I think the current technology could support an improvement in the calibration of S-meters.

For example the National Semiconductor NE604 IF amplifier IC provides an accurate signal strength logarithmic output that closely tracks the input signal level over a wide dynamic range that could possibly be used for driving an S meter circuit. Considering the consistency of surface mount and wide band technologies coupled with the ability to program multi band calibration factors into the microprocessor S meter firmware it should be practical for manufactures to now provide reasonable S meter calibration accuracy.

An S meter tracking accuracy specification should be included as part of  the overall specifications. This specification would tend to take marketing biases out of the S meter calibration scale.

I hope the manufactures take steps to clear up this age old guess meter confusion  so that radio amateurs have the ability to routinely measure signal strengths in a reasonably accurate manner in the near future.

Possibly the amateur radio community may need to lobby the manufactures to give the issue some priority.

73 de VE7TMA 
S-Meter microVolts vs S-Units
Based on the accepted standard of 50uV = S9

MicroVolts      S-Units
   0.2                 S1
   0.4                 S2
   0.8                 S3
   1.6                 S4
   3.2                 S5
   6.3                 S6
  12.5                S7
  25.0                S8
  50.0                S9
 158.0              S9+10dB

On The Other Hand -- Here is what some others measured
Readings on my IC746 are:
S1-2 1dB
S2-3 2dB
S3-4 2dB
S4-5 3dB
S5-6 3dB
S6-7 5dB
S7-8 5dB
S8-9 5dB
s9-9+10 10dB
+10-+20 10dB
To nearest dB - checked overall by dropping from S9 to S1 - total attenuation is within 1dB of the sum of the increments.

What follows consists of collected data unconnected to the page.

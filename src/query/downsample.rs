//! Downsample executor (spec.md §4.H): aggregates each of N equal
//! sub-intervals independently, tracking the NO_DATA / HAVE_DATA /
//! FILTER_ALL_DATA state per sub-interval. When a filter is supplied, every
//! covered block must be decoded — the pre-computed `sum`/`max` only ever
//! describes the unfiltered population.

use crate::block::block_item_cap;
use crate::error::{EngineError, Result};
use crate::index_manager::IndexManager;
use crate::query::{AggregateValue, Aggregator, CompareExpression};
use crate::row::ColumnValue;
use crate::schema::ColumnType;
use crate::shard::{encode_ts, ms_range_to_idx_range};
use crate::tsm::reader::read_block_at;

enum SubRangeState {
    NoData,
    HaveData(AggregateValue),
    FilterAll,
}

fn sentinel(column_type: ColumnType) -> AggregateValue {
    match column_type {
        ColumnType::Int32 => AggregateValue::Int(i32::MIN as i64),
        ColumnType::Float64 => AggregateValue::Float(f64::NAN),
        ColumnType::Str => unreachable!("downsample is numeric-only"),
    }
}

fn run_sub_range(
    index: &IndexManager,
    shard: u16,
    column: &str,
    column_type: ColumnType,
    aggregator: Aggregator,
    filter: Option<&CompareExpression>,
    lo_idx: u16,
    hi_idx: u16,
) -> Result<SubRangeState> {
    let hits = index.query(shard, column, lo_idx, hi_idx);
    let block_width = block_item_cap() as u16;

    let mut any_row = false;
    let mut match_count: u64 = 0;
    let mut sum_i: i64 = 0;
    let mut sum_f: f64 = 0.0;
    let mut max_i: Option<i64> = None;
    let mut max_f: Option<f64> = None;

    for hit in hits {
        if hit.entry.size == 0 {
            continue;
        }
        let covered_len = hit.hi_in_block - hit.lo_in_block + 1;

        if filter.is_none() && covered_len == block_width {
            any_row = true;
            match_count += covered_len as u64;
            match column_type {
                ColumnType::Int32 => {
                    sum_i += hit.entry.int_sum();
                    let v = hit.entry.int_max();
                    max_i = Some(max_i.map_or(v as i64, |m| m.max(v as i64)));
                }
                ColumnType::Float64 => {
                    sum_f += hit.entry.float_sum();
                    let v = hit.entry.float_max();
                    max_f = Some(max_f.map_or(v, |m| m.max(v)));
                }
                ColumnType::Str => unreachable!(),
            }
            continue;
        }

        let path = index.tsm_file_path(shard, hit.ordinal);
        let values = read_block_at(&path, column_type, &hit.entry)?;
        for (offset, value) in values {
            if offset < hit.lo_in_block || offset > hit.hi_in_block {
                continue;
            }
            any_row = true;
            if let Some(f) = filter {
                if !f.matches(&value) {
                    continue;
                }
            }
            match_count += 1;
            match value {
                ColumnValue::Int32(v) => {
                    sum_i += v as i64;
                    max_i = Some(max_i.map_or(v as i64, |m| m.max(v as i64)));
                }
                ColumnValue::Float64(v) => {
                    sum_f += v;
                    max_f = Some(max_f.map_or(v, |m| m.max(v)));
                }
                ColumnValue::Str(_) => unreachable!(),
            }
        }
    }

    if !any_row {
        return Ok(SubRangeState::NoData);
    }
    if match_count == 0 {
        return Ok(SubRangeState::FilterAll);
    }

    let value = match aggregator {
        Aggregator::Max => match column_type {
            ColumnType::Int32 => AggregateValue::Int(max_i.unwrap()),
            ColumnType::Float64 => AggregateValue::Float(max_f.unwrap()),
            ColumnType::Str => unreachable!(),
        },
        Aggregator::Avg => {
            let sum = match column_type {
                ColumnType::Int32 => sum_i as f64,
                ColumnType::Float64 => sum_f,
                ColumnType::Str => unreachable!(),
            };
            AggregateValue::Float(sum / match_count as f64)
        }
    };
    Ok(SubRangeState::HaveData(value))
}

/// `downsample(interval, aggregator, column, filter, range)`. Each output
/// row is stamped with its sub-interval's lower-bound timestamp, mirroring
/// aggregate's own "timestamp is the range's lower bound" convention
/// (spec.md §9 design note).
pub fn downsample_query(
    index: &IndexManager,
    shard: u16,
    column: &str,
    column_type: ColumnType,
    aggregator: Aggregator,
    filter: Option<&CompareExpression>,
    ts_lo: i64,
    ts_hi: i64,
    interval_ms: i64,
) -> Result<Vec<(i64, AggregateValue)>> {
    let Some((lo_idx, hi_idx)) = ms_range_to_idx_range(ts_lo, ts_hi) else {
        return Ok(Vec::new());
    };
    if interval_ms <= 0 || interval_ms % 1000 != 0 {
        return Err(EngineError::MisalignedInterval);
    }
    let interval_idx = (interval_ms / 1000) as u32;
    let total = hi_idx as u32 - lo_idx as u32 + 1;
    if interval_idx == 0 || total % interval_idx != 0 {
        return Err(EngineError::MisalignedInterval);
    }

    let mut out = Vec::new();
    let mut sub_lo = lo_idx as u32;
    while sub_lo <= hi_idx as u32 {
        let sub_hi = sub_lo + interval_idx - 1;
        let state = run_sub_range(
            index,
            shard,
            column,
            column_type,
            aggregator,
            filter,
            sub_lo as u16,
            sub_hi as u16,
        )?;
        match state {
            SubRangeState::NoData => {}
            SubRangeState::HaveData(v) => out.push((encode_ts(sub_lo as u16), v)),
            SubRangeState::FilterAll => out.push((encode_ts(sub_lo as u16), sentinel(column_type))),
        }
        sub_lo += interval_idx;
    }

    Ok(out)
}
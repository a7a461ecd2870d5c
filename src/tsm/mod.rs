//! TSM file format: `[data blocks][index blocks in schema order][footer]`
//! (spec.md §4.B, §6). `writer` builds the byte layout from a converter's
//! column builders; `reader` recovers the footer/index region and serves
//! single-block reads for the query executors.

pub mod reader;
pub mod writer;

/// 8-byte footer: `(index_offset: u32, footer_offset: u32)`, little-endian.
pub const FOOTER_SIZE: usize = 8;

Pre-amp seems to have about 12dB gain - at least on 17M.

Here are measurements of my Icom 730 S meter on 40 meters with preamp out:

S1 - 2 1.4 dB
S2 - 3 1.3 dB
S3 - 4 1.6 dB
S4 - 5 2.3 dB
S5 - 6 1.8 dB
S6 - 7 3.2 dB
S7 - 8 3.1 dB
S8 - 9 4.0 dB
S9 - S9+10dB 5.6 dB
S9+10dB - S9+20dB 7.3 dB
S9+20dB - S9+30dB 6.6 dB
S9+30dB - S9+40dB 10.5 dB
S9+40dB - S9+50dB 11.3 dB
S9+50dB - S9+60dB 13.5 dB

Another reports:

There is NO standard for S units, or even for S-9. There are a bunch of suggestions, but that's all. The suggestion the ARRL makes varies with frequency.

Most of my receivers, when designed, tried to use about 5dB per S unit. They have various S-9 calibration points. Very few receivers attempt to use 6 dB per S unit compared to the one's using 5dB or less.

My dozen or so receivers (Drake R4C's, IC-751A's, Yaesu FT1000D, Collins 75S and KWM-2, etc) all range from about 1 or less dB per S unit at S1, to maybe 3 or 5dB per S unit near S-9. 

Maybe time for National Semiconductor NE604 IF amplifier IC Project!